__MATERIAL TO PROCESS__.
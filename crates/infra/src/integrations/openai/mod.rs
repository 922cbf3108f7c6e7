//! OpenAI chat-completions integration.

mod client;
mod types;

pub use client::OpenAiClient;
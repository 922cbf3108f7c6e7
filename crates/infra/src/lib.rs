//! # MeetSync Infrastructure
//!
//! Infrastructure implementations of core ports.
//!
//! This crate contains:
//! - SQLite-backed repositories (connections, meeting cache, summaries,
//!   analytics)
//! - HTTP client with retry support
//! - External service integrations (calendar provider, OpenAI)
//! - Configuration loading
//!
//! ## Architecture
//! - Implements traits defined in `meetsync-core`
//! - Depends on `meetsync-domain` and `meetsync-core`
//! - Contains all "impure" code (I/O, network, filesystem)

pub mod config;
pub mod database;
pub mod errors;
pub mod http;
pub mod integrations;

pub use database::{
    DbManager, SqliteAnalyticsStore, SqliteCacheStore, SqliteConnectionStore, SqliteSummaryStore,
};
pub use errors::InfraError;
pub use http::HttpClient;
pub use integrations::{ComposioClient, OpenAiClient};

__ASSIGNED TASK__. Each entry in the data must be copied exactly.

__ANSWER__.
filename crates/infra/src/integrations/openai/mod.rs
repository 922cbf3108f7c6e7
//! OpenAI chat-completions integration.

mod client;
mod types;

pub use client::OpenAiClient;
repository 922cbf3108f7c6e7
filename crates/infra/src/lib.rs
//! # MeetSync Infrastructure
//!
//! Infrastructure implementations of core ports.
//!
//! This crate contains:
//! - SQLite-backed repositories (connections, meeting cache, summaries,
//!   analytics)
//! - HTTP client with retry support
//! - External service integrations (calendar provider, OpenAI)
//! - Configuration loading
//!
//! ## Architecture
//! - Implements traits defined in `meetsync-core`
//! - Depends on `meetsync-domain` and `meetsync-core`
//! - Contains all "impure" code (I/O, network, filesystem)

pub mod config;
pub mod database;
pub mod errors;
pub mod http;
pub mod integrations;

pub use database::{
    DbManager, SqliteAnalyticsStore, SqliteCacheStore, SqliteConnectionStore, SqliteSummaryStore,
};
pub use errors::InfraError;
pub use http::HttpClient;
pub use integrations::{ComposioClient, OpenAiClient};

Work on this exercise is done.